Lucas kept a light grip on Monty’s arm as he let his cane guide him along the wall as the three of them made their way to the exit. He could feel the slight coolness of the breeze as they headed out into the parking lot, and he could smell rain on the air.
“Maybe you should come home with us tonight,” Bronx said as he unlocked the car.
Lucas froze and tugged Monty to a stop. “Uh. Why?”
“Because that fucker knows where you live, and we still haven’t gotten a call to find out if they found and arrested this little asshole.”
Lucas groaned. “I’m not five.”
“Yes, but you—”
“No,” Monty cut in. “Let him go home, my love. He’s comfortable in his own space.”

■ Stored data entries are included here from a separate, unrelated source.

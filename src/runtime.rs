//! Runtime for executing conversations
//!
//! One `ConversationRuntime` task per open session serializes every event for
//! that session. `RuntimeManager` starts them on demand and routes events.

mod executor;
pub mod traits;

#[cfg(test)]
pub mod testing;

pub use executor::ConversationRuntime;
pub use traits::*;

use crate::db::{Message, Session, SessionSummary};
use crate::pacing::TimerSnapshot;
use crate::state_machine::{EngineEvent, Event, StateView};
use serde::Serialize;
use std::collections::HashMap;
use std::sync::Arc;
use thiserror::Error;
use tokio::sync::{broadcast, mpsc, watch, RwLock};
use tokio::task::JoinHandle;
use tokio_util::sync::CancellationToken;

/// Errors from routing work to session runtimes
#[derive(Debug, Error)]
pub enum RuntimeError {
    #[error("Session not found: {0}")]
    SessionNotFound(String),
    #[error("Storage error: {0}")]
    Storage(String),
    #[error("Session runtime has stopped: {0}")]
    Stopped(String),
}

/// Current session plus engine view, for pull-based readers
#[derive(Debug, Clone, Serialize)]
pub struct SessionSnapshot {
    pub session: Session,
    pub state: StateView,
}

/// Events sent to SSE clients
#[derive(Debug, Clone)]
pub enum SseEvent {
    Init {
        snapshot: SessionSnapshot,
    },
    MessageAppended {
        message: Message,
    },
    Fragment {
        message_id: String,
        text: String,
    },
    MessageFinalized {
        message: Message,
    },
    MessagesRemoved {
        ids: Vec<String>,
    },
    TitleChanged {
        title: String,
    },
    StateChange {
        state: StateView,
    },
    Notice {
        event: EngineEvent,
    },
    Timer {
        timer: TimerSnapshot,
    },
    Error {
        message: String,
    },
}

/// Handle to interact with a running conversation
#[derive(Clone)]
pub struct ConversationHandle {
    pub event_tx: mpsc::Sender<Event>,
    pub broadcast_tx: broadcast::Sender<SseEvent>,
    pub snapshot_rx: watch::Receiver<SessionSnapshot>,
    shutdown: CancellationToken,
}

/// A started runtime and the task driving it
struct RunningSession {
    handle: ConversationHandle,
    task: JoinHandle<()>,
}

/// Manager for all conversation runtimes
pub struct RuntimeManager<S = DatabaseStorage, C = ServiceCompletionClient>
where
    S: SessionStore + Clone + 'static,
    C: CompletionClient + 'static,
{
    storage: S,
    client: Arc<C>,
    runtimes: RwLock<HashMap<String, RunningSession>>,
}

impl<S, C> RuntimeManager<S, C>
where
    S: SessionStore + Clone + 'static,
    C: CompletionClient + 'static,
{
    pub fn new(storage: S, client: Arc<C>) -> Self {
        Self {
            storage,
            client,
            runtimes: RwLock::new(HashMap::new()),
        }
    }

    /// Start a runtime for a fresh session. Nothing is stored until the first
    /// message is sent.
    pub async fn create_session(&self) -> SessionSnapshot {
        let session = Session::new();
        let handle = self.start(session).await;
        let snapshot = handle.snapshot_rx.borrow().clone();
        tracing::info!(session_id = %snapshot.session.id, "Created session");
        snapshot
    }

    /// Get or create a runtime for a stored session
    pub async fn get_or_create(
        &self,
        session_id: &str,
    ) -> Result<ConversationHandle, RuntimeError> {
        // Check if already running
        {
            let runtimes = self.runtimes.read().await;
            if let Some(running) = runtimes.get(session_id) {
                return Ok(running.handle.clone());
            }
        }

        let session = self
            .storage
            .get(session_id)
            .await
            .map_err(RuntimeError::Storage)?
            .ok_or_else(|| RuntimeError::SessionNotFound(session_id.to_string()))?;
        Ok(self.start(session).await)
    }

    async fn start(&self, session: Session) -> ConversationHandle {
        let mut runtimes = self.runtimes.write().await;
        // Lost a race with another loader
        if let Some(running) = runtimes.get(&session.id) {
            return running.handle.clone();
        }

        let (event_tx, event_rx) = mpsc::channel(64);
        let (broadcast_tx, _) = broadcast::channel(256);
        let (snapshot_tx, snapshot_rx) = watch::channel(SessionSnapshot {
            state: crate::state_machine::EngineState::default()
                .view(&session, chrono::Utc::now()),
            session: session.clone(),
        });
        let shutdown = CancellationToken::new();

        let session_id = session.id.clone();
        let runtime = ConversationRuntime::new(
            session,
            self.storage.clone(),
            Arc::clone(&self.client),
            event_rx,
            event_tx.clone(),
            broadcast_tx.clone(),
            snapshot_tx,
            shutdown.clone(),
        );

        // Start runtime in background
        let id = session_id.clone();
        let task = tokio::spawn(async move {
            runtime.run().await;
            tracing::info!(session_id = %id, "Conversation runtime finished");
        });

        let handle = ConversationHandle {
            event_tx,
            broadcast_tx,
            snapshot_rx,
            shutdown,
        };
        runtimes.insert(
            session_id,
            RunningSession {
                handle: handle.clone(),
                task,
            },
        );
        handle
    }

    /// Send an event to a session
    pub async fn send_event(&self, session_id: &str, event: Event) -> Result<(), RuntimeError> {
        let handle = self.get_or_create(session_id).await?;
        handle
            .event_tx
            .send(event)
            .await
            .map_err(|_| RuntimeError::Stopped(session_id.to_string()))
    }

    /// Subscribe to session updates, with the snapshot they start from
    pub async fn subscribe(
        &self,
        session_id: &str,
    ) -> Result<(SessionSnapshot, broadcast::Receiver<SseEvent>), RuntimeError> {
        let handle = self.get_or_create(session_id).await?;
        // Subscribe first so nothing published after the snapshot is missed
        let rx = handle.broadcast_tx.subscribe();
        let snapshot = handle.snapshot_rx.borrow().clone();
        Ok((snapshot, rx))
    }

    /// Current state of a session
    pub async fn snapshot(&self, session_id: &str) -> Result<SessionSnapshot, RuntimeError> {
        let handle = self.get_or_create(session_id).await?;
        let snapshot = handle.snapshot_rx.borrow().clone();
        Ok(snapshot)
    }

    /// Stored sessions, most recent activity first
    pub async fn list_sessions(&self) -> Result<Vec<SessionSummary>, RuntimeError> {
        let sessions = self.storage.load_all().await.map_err(RuntimeError::Storage)?;
        Ok(sessions.iter().map(SessionSummary::from).collect())
    }

    /// Stop the session's runtime and remove it from storage.
    ///
    /// The runtime task has finished before storage is touched, and the
    /// registry stays locked until the delete is done.
    pub async fn delete_session(&self, session_id: &str) -> Result<(), RuntimeError> {
        let mut runtimes = self.runtimes.write().await;
        if let Some(running) = runtimes.remove(session_id) {
            running.handle.shutdown.cancel();
            if let Err(e) = running.task.await {
                tracing::warn!(session_id = %session_id, error = %e, "Conversation runtime ended abnormally");
            }
        }
        self.storage
            .delete(session_id)
            .await
            .map_err(RuntimeError::Storage)?;
        tracing::info!(session_id = %session_id, "Deleted session");
        Ok(())
    }
}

Lucas wanted to hug him. “Look, I’m going to talk to my neighbor, okay?”
“The ex-boyfriend?”
“The ex’s brother.” And the person he was head over heels for, but yeah. He was gonna need his dad to get over all this before he dropped the bomb that he was seeing someone who was in high school before he was born.
“Maybe I should talk to him, too, if—”
“Dad!”
“Alright, alright. I just need you to know this whole thing sucks for me, okay? I want to be allowed to protect you.”
Monty guided Lucas’s hand to the car, then let him go, and Lucas could hear him walking toward Bronx. “My love. He called you first. Before the police, before his friends, before anyone else. He called you first. You did protect him.”
“You make me feel safe,” Lucas told him. “But I also just want to crawl into my bed and go to sleep.” Not alone, but his dad didn’t need to know that. “I’m not afraid of Charlie showing up.”
“Alright,” Bronx conceded. He sounded better. “Let’s go get your phone, then I’ll get you back to your place.”
“Thank you,” Lucas breathed. He climbed into the back seat, trying his best to ignore the throbbing in his face as he rested his head against the cool window.
Eventually, the motion of the car had him dozing, and he was only peripherally aware of his dad stopping by the truck and taking his keys to get his phone.
He stayed in the daze until Monty gently shook him and let him know that they were at his place. He was awake then. Aware. His senses were on high alert.
It wasn’t because he was afraid of Charlie. His phone was dead, so he hadn’t been able to text Frankie from the car, and now he just had to hope and pray that Frankie hadn’t jumped to any conclusions and ended things before they could really begin.